Grief is not an abstraction. It has physical parameters within the body. And these parameters are measurable.
Kövecses (2000) systematised metaphors of emotion across different cultures. Grief is consistently described through three physical parameters:
1. Weight (heaviness in the chest, a stone on the heart).
2. Colour (black hole, grey veil).
3. Direction (falling, a void, sinking down).
These are not poetic comparisons. This is a precise map of how the brain encodes loss in somatic coordinates.
Meier and Robinson (2004) demonstrated: the metaphor "sadness is down" is not a cultural convention but a cognitive structure. Participants in a depressive state noticed objects in the lower visual field faster. Their attention literally shifted downwards.
Grief changes the physics of spatial perception.
When a client says "I am falling into a black hole," they are not describing a metaphor. They are describing a real sensation of gravity pulling them down.
The question is not whether this is "true." The issue is that as long as the hole remains black and bottomless, there is no exit. The logic of the metaphor does not allow it.
Here the therapist makes a mistake.
They offer their own metaphor. "Imagine a light at the end of the tunnel."
Beautiful. Comforting. Alien.
If the client sees not a tunnel but a bottomless hole, your light has no relation to their internal geography.
Casasanto and Dijkstra (2010) showed: changing bodily movement changes emotional state. Participants forced to move objects upwards recalled positive events faster. Upward movement activated corresponding emotional schemas. The physics of the body and the physics of the experience are directly linked.
In grief therapy, this means the following.
When a client describes their experience as a "heaviness that presses," you do not replace the metaphor. You work with its parameters.
Does this heaviness have a size, a shape, a colour?
"And the heaviness... and where exactly is this heaviness felt in the body? And when the heaviness is like heaviness that presses, then you are like what...?"
Neimeyer (2001) discovered: successful adaptation to loss correlates not with "acceptance," but with meaning reconstruction.
The client does not "let go" of the loss. They rebuild the internal structure so that the loss has a place but does not define the entire system.
The metaphor "stone in the chest" transforms not into "lightness," but into "a stone that became part of the foundation."
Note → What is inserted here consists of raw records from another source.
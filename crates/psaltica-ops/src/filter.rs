//! Isolated-pixel denoising
//!
//! A single pass that clears interior foreground pixels with at most one
//! 8-connected foreground neighbor. Border pixels are left untouched, and
//! neighbor counts read the input mask, so pixels cleared by the pass do
//! not cascade within it.

use psaltica_core::BinaryImage;

/// Remove isolated foreground specks (<= 1 of 8 neighbors set).
pub fn denoise(binary: &BinaryImage) -> BinaryImage {
    let width = binary.width() as i32;
    let height = binary.height() as i32;
    let mut mask = binary.mask().to_vec();

    for y in 1..height - 1 {
        for x in 1..width - 1 {
            if !binary.at(x, y) {
                continue;
            }
            let mut neighbors = 0;
            for ny in y - 1..=y + 1 {
                for nx in x - 1..=x + 1 {
                    if nx == x && ny == y {
                        continue;
                    }
                    if binary.at(nx, ny) {
                        neighbors += 1;
                    }
                }
            }
            if neighbors <= 1 {
                mask[(y * width + x) as usize] = false;
            }
        }
    }

    BinaryImage::from_mask(binary.width(), binary.height(), mask)
        .unwrap_or_else(|_| binary.clone())
}

#[cfg(test)]
mod tests {
    use super::*;

    #[test]
    fn test_removes_isolated_pixel() {
        let img = BinaryImage::from_fn(5, 5, |x, y| x == 2 && y == 2);
        let out = denoise(&img);
        assert_eq!(out.count_foreground(), 0);
    }

    #[test]
    fn test_keeps_connected_pixels() {
        // A horizontal 3-run: the middle pixel has two neighbors, the inner
        // endpoints one each... endpoints at x=1 and x=3 each have exactly
        // one neighbor and get cleared, the center survives.
        let img = BinaryImage::from_fn(5, 5, |x, y| y == 2 && (1..=3).contains(&x));
        let out = denoise(&img);
        assert!(out.get(2, 2));
        assert!(!out.get(1, 2));
        assert!(!out.get(3, 2));
    }

    #[test]
    fn test_border_untouched() {
        let img = BinaryImage::from_fn(5, 5, |x, y| x == 0 && y == 0);
        let out = denoise(&img);
        assert!(out.get(0, 0));
    }

    #[test]
    fn test_second_pass_is_identity() {
        // Blocks plus an isolated speck: one pass clears the speck, and the
        // blocks keep >= 3 neighbors each, so a second pass changes nothing.
        let img = BinaryImage::from_fn(9, 9, |x, y| {
            let block_a = (2..=3).contains(&x) && (2..=3).contains(&y);
            let block_b = (6..=7).contains(&x) && (5..=6).contains(&y);
            block_a || block_b || (x == 5 && y == 1)
        });
        let once = denoise(&img);
        assert!(!once.get(5, 1));
        let twice = denoise(&once);
        assert_eq!(once, twice);
    }

    #[test]
    fn test_tiny_images_pass_through() {
        let img = BinaryImage::from_fn(2, 2, |_, _| true);
        assert_eq!(denoise(&img), img);
        let empty = BinaryImage::blank(0, 0);
        assert_eq!(denoise(&empty), empty);
    }
}
//! Axis-aligned pixel rectangle
//!
//! Used for detected line bands, connected-component bounds and event
//! bounding boxes. `x`/`y` are signed so padded rectangles can be clamped
//! without underflow; `right()`/`bottom()` are exclusive.

/// An axis-aligned rectangle in pixel coordinates.
#[derive(Debug, Clone, Copy, PartialEq, Eq)]
pub struct Rect {
    pub x: i32,
    pub y: i32,
    pub width: u32,
    pub height: u32,
}

impl Rect {
    /// Create a rectangle from its top-left corner and size.
    pub const fn new(x: i32, y: i32, width: u32, height: u32) -> Self {
        Rect {
            x,
            y,
            width,
            height,
        }
    }

    /// Create a rectangle from inclusive-left/top, exclusive-right/bottom
    /// edges. Edges in the wrong order produce a zero-sized rectangle.
    pub fn from_edges(left: i32, top: i32, right: i32, bottom: i32) -> Self {
        Rect {
            x: left,
            y: top,
            width: (right - left).max(0) as u32,
            height: (bottom - top).max(0) as u32,
        }
    }

    /// The full frame of an image with the given dimensions.
    pub const fn of_size(width: u32, height: u32) -> Self {
        Rect {
            x: 0,
            y: 0,
            width,
            height,
        }
    }

    /// Exclusive right edge.
    #[inline]
    pub const fn right(&self) -> i32 {
        self.x + self.width as i32
    }

    /// Exclusive bottom edge.
    #[inline]
    pub const fn bottom(&self) -> i32 {
        self.y + self.height as i32
    }

    /// Pixel area of the rectangle.
    #[inline]
    pub const fn area(&self) -> u64 {
        self.width as u64 * self.height as u64
    }

    /// True when the rectangle encloses no pixels.
    #[inline]
    pub const fn is_empty(&self) -> bool {
        self.width == 0 || self.height == 0
    }

    /// Smallest rectangle containing both `self` and `other`.
    pub fn union(&self, other: &Rect) -> Rect {
        Rect::from_edges(
            self.x.min(other.x),
            self.y.min(other.y),
            self.right().max(other.right()),
            self.bottom().max(other.bottom()),
        )
    }

    /// Intersection with the frame of a `width` x `height` image. May be
    /// zero-sized when the rectangle lies outside the frame.
    pub fn clamp_to(&self, width: u32, height: u32) -> Rect {
        Rect::from_edges(
            self.x.max(0),
            self.y.max(0),
            self.right().min(width as i32),
            self.bottom().min(height as i32),
        )
    }
}
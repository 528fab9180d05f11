//! Global thresholding and binarization
//!
//! Two threshold estimators are provided:
//!
//! - [`estimate_threshold`]: mean luminance minus a fixed bias, for quick
//!   previews.
//! - [`estimate_adaptive_threshold`]: the midpoint of Otsu's threshold and
//!   the global mean, used by the recognition pipeline for both photographs
//!   and symbol templates.
//!
//! Ink is darker than paper, so [`binarize`] marks a pixel as foreground
//! when its luminance is at or below the threshold.

use psaltica_core::{BinaryImage, Raster};

const EMPTY_IMAGE_THRESHOLD: u8 = 128;

/// Estimate a global threshold as `mean luminance - 20`, clamped to
/// `[40, 210]`. An empty image yields 128.
pub fn estimate_threshold(image: &Raster) -> u8 {
    if image.is_empty() {
        return EMPTY_IMAGE_THRESHOLD;
    }
    let mut sum: u64 = 0;
    for y in 0..image.height() {
        for x in 0..image.width() {
            sum += image.luminance(x, y) as u64;
        }
    }
    let mean = (sum / image.len() as u64) as i32;
    (mean - 20).clamp(40, 210) as u8
}

/// Estimate a threshold as the midpoint of Otsu's threshold and the global
/// mean luminance, clamped to `[35, 220]`. An empty image yields 128.
///
/// The midpoint uses truncating integer division. Otsu ties resolve to the
/// lowest candidate threshold (ascending scan, strictly-greater updates);
/// when the histogram never splits (uniform images) the Otsu term stays at
/// its initial value of 128.
pub fn estimate_adaptive_threshold(image: &Raster) -> u8 {
    if image.is_empty() {
        return EMPTY_IMAGE_THRESHOLD;
    }
    let mut histogram = [0u32; 256];
    let mut sum: u64 = 0;
    for y in 0..image.height() {
        for x in 0..image.width() {
            let lum = image.luminance(x, y);
            histogram[lum as usize] += 1;
            sum += lum as u64;
        }
    }
    let mean = (sum / image.len() as u64) as i32;
    let otsu = otsu_threshold(&histogram, image.len());
    ((otsu + mean) / 2).clamp(35, 220) as u8
}

/// Binarize a raster: foreground iff luminance <= threshold.
pub fn binarize(image: &Raster, threshold: u8) -> BinaryImage {
    BinaryImage::from_fn(image.width(), image.height(), |x, y| {
        image.luminance(x, y) <= threshold
    })
}

/// Otsu's threshold over a 256-bin histogram: the split maximizing the
/// inter-class variance `wB * wF * (muB - muF)^2`.
fn otsu_threshold(histogram: &[u32; 256], total: usize) -> i32 {
    let mut sum_all: u64 = 0;
    for (value, &count) in histogram.iter().enumerate() {
        sum_all += value as u64 * count as u64;
    }

    let mut sum_background: u64 = 0;
    let mut weight_background: u64 = 0;
    let mut best_variance = -1.0f64;
    let mut best_threshold = 128i32;

    for (threshold, &count) in histogram.iter().enumerate() {
        weight_background += count as u64;
        if weight_background == 0 {
            continue;
        }
        let weight_foreground = total as u64 - weight_background;
        if weight_foreground == 0 {
            break;
        }
        sum_background += threshold as u64 * count as u64;

        let mean_background = sum_background as f64 / weight_background as f64;
        let mean_foreground = (sum_all - sum_background) as f64 / weight_foreground as f64;
        let diff = mean_background - mean_foreground;
        let variance = weight_background as f64 * weight_foreground as f64 * diff * diff;

        if variance > best_variance {
            best_variance = variance;
            best_threshold = threshold as i32;
        }
    }

    best_threshold
}
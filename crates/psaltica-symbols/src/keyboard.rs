//! Keyboard token table parser
//!
//! The composition keyboard ships an INI-style table mapping physical key
//! sections to per-layer symbol tokens:
//!
//! ```ini
//! [97]
//! 1=a1
//! 2=b2
//! [not-a-key]
//! 1=ignored
//! ```
//!
//! A `[n]` header with a numeric body opens a key section; any other line
//! starting with `[` closes the current section, so rows under it are
//! dropped rather than attributed to the previous key. Tokens are
//! deduplicated globally, first occurrence wins, and entries keep a
//! 1-based running order.

/// One token of the keyboard table.
#[derive(Debug, Clone, PartialEq, Eq)]
pub struct KeyboardTokenEntry {
    /// 1-based position in parse order.
    pub order: u32,
    pub token: String,
    /// Key code from the enclosing section header.
    pub keycode: i32,
    /// Layer 1..=5 within the key.
    pub layer: u8,
}

/// Parse the INI-style keyboard table.
pub fn parse_keyboard_ini(content: &str) -> Vec<KeyboardTokenEntry> {
    let mut entries = Vec::new();
    let mut seen: std::collections::HashSet<String> = std::collections::HashSet::new();
    let mut current_keycode: Option<i32> = None;
    let mut order: u32 = 0;

    for raw in content.lines() {
        let row = raw.replace('\r', "");
        let trimmed = row.trim();

        if let Some(body) = section_body(trimmed) {
            // Numeric overflow leaves the section open but unkeyed.
            current_keycode = body.parse::<i32>().ok();
            continue;
        }
        if row.starts_with('[') {
            current_keycode = None;
            continue;
        }
        let Some(keycode) = current_keycode else {
            continue;
        };
        let Some((layer, token)) = layer_row(trimmed) else {
            continue;
        };
        if !seen.insert(token.to_string()) {
            continue;
        }
        order += 1;
        entries.push(KeyboardTokenEntry {
            order,
            token: token.to_string(),
            keycode,
            layer,
        });
    }

    entries
}

/// `[digits]` -> the digits; anything else -> `None`.
fn section_body(row: &str) -> Option<&str> {
    let body = row.strip_prefix('[')?.strip_suffix(']')?;
    if !body.is_empty() && body.bytes().all(|b| b.is_ascii_digit()) {
        Some(body)
    } else {
        None
    }
}

/// `n=token` with `n` in 1..=5 and token in `[A-Za-z0-9_]+`.
fn layer_row(row: &str) -> Option<(u8, &str)> {
    let (layer, token) = row.split_once('=')?;
    let layer = match layer.as_bytes() {
        [digit @ b'1'..=b'5'] => digit - b'0',
        _ => return None,
    };
    if token.is_empty() || !token.bytes().all(|b| b.is_ascii_alphanumeric() || b == b'_') {
        return None;
    }
    Some((layer, token))
}
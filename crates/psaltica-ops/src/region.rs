//! Connected component analysis
//!
//! Breadth-first flood fill over 8-connected foreground pixels. A
//! component is kept only when both its pixel area and its bounding-box
//! area reach `min_area`; this drops specks and hairline fragments in one
//! test. Results are sorted by left edge, which is the reading order the
//! grouping stage expects.

use psaltica_core::{BinaryImage, Rect};
use std::collections::VecDeque;

/// Find bounding boxes of 8-connected foreground components.
///
/// Components whose pixel area or bounding-box area is below `min_area`
/// are discarded. The result is sorted ascending by left edge; ties keep
/// scan order (top-to-bottom, left-to-right discovery).
pub fn connected_components(binary: &BinaryImage, min_area: u32) -> Vec<Rect> {
    if binary.is_empty() {
        return Vec::new();
    }
    let width = binary.width() as i32;
    let height = binary.height() as i32;
    let mut visited = vec![false; width as usize * height as usize];
    let mut components: Vec<Rect> = Vec::new();

    let index = |x: i32, y: i32| (y * width + x) as usize;

    for y in 0..height {
        for x in 0..width {
            if !binary.at(x, y) || visited[index(x, y)] {
                continue;
            }

            let mut queue: VecDeque<(i32, i32)> = VecDeque::new();
            queue.push_back((x, y));
            visited[index(x, y)] = true;

            let (mut min_x, mut max_x, mut min_y, mut max_y) = (x, x, y, y);
            let mut area: u32 = 0;

            while let Some((cx, cy)) = queue.pop_front() {
                area += 1;
                min_x = min_x.min(cx);
                max_x = max_x.max(cx);
                min_y = min_y.min(cy);
                max_y = max_y.max(cy);

                for ny in cy - 1..=cy + 1 {
                    for nx in cx - 1..=cx + 1 {
                        if !binary.at(nx, ny) {
                            continue;
                        }
                        let ni = index(nx, ny);
                        if visited[ni] {
                            continue;
                        }
                        visited[ni] = true;
                        queue.push_back((nx, ny));
                    }
                }
            }

            let bounds = Rect::from_edges(min_x, min_y, max_x + 1, max_y + 1);
            if area >= min_area && bounds.area() >= min_area as u64 {
                components.push(bounds);
            }
        }
    }

    components.sort_by_key(|rect| rect.x);
    components
}

#[cfg(test)]
mod tests {
    use super::*;

    #[test]
    fn test_sorted_by_left_edge() {
        // Three blobs placed right-to-left in scan order.
        let img = BinaryImage::from_fn(30, 12, |x, y| {
            let a = (20..24).contains(&x) && (1..5).contains(&y);
            let b = (2..6).contains(&x) && (6..10).contains(&y);
            let c = (10..14).contains(&x) && (6..10).contains(&y);
            a || b || c
        });
        let comps = connected_components(&img, 1);
        assert_eq!(comps.len(), 3);
        assert!(comps.windows(2).all(|w| w[0].x <= w[1].x));
        assert_eq!(comps[0].x, 2);
        assert_eq!(comps[2].x, 20);
    }

    #[test]
    fn test_diagonal_pixels_connect() {
        let img = BinaryImage::from_fn(6, 6, |x, y| x == y && x < 4);
        let comps = connected_components(&img, 1);
        assert_eq!(comps.len(), 1);
        assert_eq!(comps[0], Rect::new(0, 0, 4, 4));
    }

    #[test]
    fn test_min_area_requires_both_pixel_and_bbox_area() {
        // A 3x3 hollow ring: 8 pixels, 9 bbox cells.
        let img = BinaryImage::from_fn(8, 8, |x, y| {
            (2..5).contains(&x) && (2..5).contains(&y) && !(x == 3 && y == 3)
        });
        assert_eq!(connected_components(&img, 8).len(), 1);
        // Pixel area 8 < 9 even though the bbox reaches 9.
        assert_eq!(connected_components(&img, 9).len(), 0);
    }

    #[test]
    fn test_empty_image() {
        assert!(connected_components(&BinaryImage::blank(0, 0), 1).is_empty());
        assert!(connected_components(&BinaryImage::blank(5, 5), 1).is_empty());
    }
}
//! psaltica-ops - Pixel algorithms for the neume recognition pipeline
//!
//! Every function here is a pure, allocation-returning transform over the
//! value types in `psaltica-core`; there is no shared state and no I/O.
//! Degenerate geometry (zero-sized images, out-of-frame rectangles) always
//! produces an empty or minimal valid result, never a panic: the analyzer
//! absorbs per-unit failures instead of aborting a whole request.
//!
//! The preprocessing chain applied to photographed lines and to symbol
//! templates must be bit-identical for template matching to be meaningful,
//! so both go through the same functions in this crate:
//! adaptive threshold -> binarize -> denoise -> close/open -> normalize.

pub mod compare;
pub mod filter;
pub mod lines;
pub mod morph;
pub mod region;
pub mod threshold;
pub mod transform;

pub use compare::foreground_f1;
pub use filter::denoise;
pub use lines::first_line_rect;
pub use morph::{close, close_open, dilate, erode, open};
pub use region::connected_components;
pub use threshold::{binarize, estimate_adaptive_threshold, estimate_threshold};
pub use transform::{crop, crop_raster, normalize, resize_bilinear, rotate_raster};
The therapist does not remove the heaviness - and should not, and frankly, cannot. They do not turn on a light in someone else's darkness.
They ask: "And is there anything else about this heaviness? And when that's all, then you are... like what?"
With the change in metaphor, the client sees, notices, and feels it themselves. The weight shifts slightly. Texture appears in the blackness.
Crawford (2009) showed: depression is described through metaphors of heaviness and darkness in 87% of cases. But when clients start working with the parameters of the metaphor, the percentage of spontaneous changes rises. Not because the metaphor is "good." But because it belongs to the client.
Grief has weight, colour, and a trajectory of movement.
It is encoded in the body as physical reality. When you start working with these parameters directly, change ceases to be an abstract hope and becomes a concrete transformation within your own coordinate system.
If you have been stuck in grief that hasn't moved for years - perhaps it is because you tried to change someone else's metaphor instead of transforming your own.
References
Casasanto, D., & Dijkstra, K. (2010). Motor action and emotional memory. Cognition, 115(1), 179-185.
Crawford, L. E. (2009). Conceptual metaphors of affect. Emotion Review, 1(2), 129-139.
Kövecses, Z. (2000). Metaphor and emotion: Language, culture, and body in human feeling. Cambridge University Press.
Meier, B. P., & Robinson, M. D. (2004). Why the sunny side is up: Associations between affect and vertical position. Psychological Science, 15(4), 243-247.
Neimeyer, R. A. (2001). Meaning reconstruction and the experience of loss. American Psychological Association.